━━━ Supplied records ━━━
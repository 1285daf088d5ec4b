// SPDX-License-Identifier: MIT
// Copyright 2026 Roland Dreier <roland@rolandd.dev>

use chrono::{Duration, Utc};
use std::sync::Arc;
use yes_api::config::Config;
use yes_api::db::FirestoreDb;
use yes_api::models::User;
use yes_api::routes::create_router;
use yes_api::services::{
    DailyUpdateEngine, FcmClient, MidnightScanner, PhraseCatalog, RerollPolicy, SelectionStore,
    SessionRegistry,
};
use yes_api::AppState;

/// Check if emulator is available via environment variable.
#[allow(dead_code)]
pub fn emulator_available() -> bool {
    std::env::var("FIRESTORE_EMULATOR_HOST").is_ok()
}

/// Skip test with message if emulator not available.
#[macro_export]
macro_rules! require_emulator {
    () => {
        if !crate::common::emulator_available() {
            eprintln!("⚠️  Skipping: FIRESTORE_EMULATOR_HOST not set");
            return;
        }
    };
}

/// Create a test database connection.
#[allow(dead_code)]
pub async fn test_db() -> FirestoreDb {
    FirestoreDb::new("test-project")
        .await
        .expect("Failed to connect to Firestore emulator")
}

/// Create a mock database connection (offline).
#[allow(dead_code)]
pub fn test_db_offline() -> FirestoreDb {
    FirestoreDb::new_mock()
}

/// Small in-memory catalog used across tests.
#[allow(dead_code)]
pub fn test_catalog() -> Arc<PhraseCatalog> {
    Arc::new(PhraseCatalog::from_phrases(vec![
        "yes you can".to_string(),
        "keep showing up".to_string(),
        "one step at a time".to_string(),
        "trust the process".to_string(),
    ]))
}

/// A user record in a plausible steady state: signed in yesterday,
/// phrase dated yesterday, not yet done today.
#[allow(dead_code)]
pub fn test_user(id: &str) -> User {
    let now = Utc::now();
    User {
        id: id.to_string(),
        full_name: Some("Test User".to_string()),
        streak: 3,
        phrases: vec![0],
        rerolls: 1,
        reroll_date: now - Duration::days(2),
        last_sign_in: now - Duration::days(1),
        updated_phrase_date: now - Duration::days(1),
        done: false,
        fcm_token: Some("token-abc".to_string()),
        timezone: Some("America/Los_Angeles".to_string()),
        last_refresh_push_date: None,
    }
}

/// Create a test app with offline mock dependencies.
/// Returns the router and the shared state.
#[allow(dead_code)]
pub fn create_test_app() -> (axum::Router, Arc<AppState>) {
    let config = Config::test_default();
    let db = test_db_offline();
    let catalog = test_catalog();
    let selections = Arc::new(SelectionStore::new());
    let sessions = Arc::new(SessionRegistry::new());

    let engine = DailyUpdateEngine::new(
        db.clone(),
        catalog.clone(),
        selections.clone(),
        config.streak_increment_on_rollover,
    );
    let reroll = RerollPolicy::new(db.clone(), catalog.clone(), selections.clone());
    let scanner = MidnightScanner::new(db.clone(), FcmClient::new_mock());

    let state = Arc::new(AppState {
        config,
        db,
        catalog,
        selections,
        sessions,
        engine,
        reroll,
        scanner,
    });

    (create_router(state.clone()), state)
}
━━━
» **Work request**
Print the lines above, unchanged, from the start of the records to the line with "offline mock dependencies.", including that final line.

» **Output below**
repository 1285daf088d5ec4b
// SPDX-License-Identifier: MIT
// Copyright 2026 Roland Dreier <roland@rolandd.dev>

use chrono::{Duration, Utc};
use std::sync::Arc;
use yes_api::config::Config;
use yes_api::db::FirestoreDb;
use yes_api::models::User;
use yes_api::routes::create_router;
use yes_api::services::{
    DailyUpdateEngine, FcmClient, MidnightScanner, PhraseCatalog, RerollPolicy, SelectionStore,
    SessionRegistry,
};
use yes_api::AppState;

/// Check if emulator is available via environment variable.
#[allow(dead_code)]
pub fn emulator_available() -> bool {
    std::env::var("FIRESTORE_EMULATOR_HOST").is_ok()
}

/// Skip test with message if emulator not available.
#[macro_export]
macro_rules! require_emulator {
    () => {
        if !crate::common::emulator_available() {
            eprintln!("⚠️  Skipping: FIRESTORE_EMULATOR_HOST not set");
            return;
        }
    };
}

/// Create a test database connection.
#[allow(dead_code)]
pub async fn test_db() -> FirestoreDb {
    FirestoreDb::new("test-project")
        .await
        .expect("Failed to connect to Firestore emulator")
}

/// Create a mock database connection (offline).
#[allow(dead_code)]
pub fn test_db_offline() -> FirestoreDb {
    FirestoreDb::new_mock()
}

/// Small in-memory catalog used across tests.
#[allow(dead_code)]
pub fn test_catalog() -> Arc<PhraseCatalog> {
    Arc::new(PhraseCatalog::from_phrases(vec![
        "yes you can".to_string(),
        "keep showing up".to_string(),
        "one step at a time".to_string(),
        "trust the process".to_string(),
    ]))
}

/// A user record in a plausible steady state: signed in yesterday,
/// phrase dated yesterday, not yet done today.
#[allow(dead_code)]
pub fn test_user(id: &str) -> User {
    let now = Utc::now();
    User {
        id: id.to_string(),
        full_name: Some("Test User".to_string()),
        streak: 3,
        phrases: vec![0],
        rerolls: 1,
        reroll_date: now - Duration::days(2),
        last_sign_in: now - Duration::days(1),
        updated_phrase_date: now - Duration::days(1),
        done: false,
        fcm_token: Some("token-abc".to_string()),
        timezone: Some("America/Los_Angeles".to_string()),
        last_refresh_push_date: None,
    }
}

/// Create a test app with offline mock dependencies.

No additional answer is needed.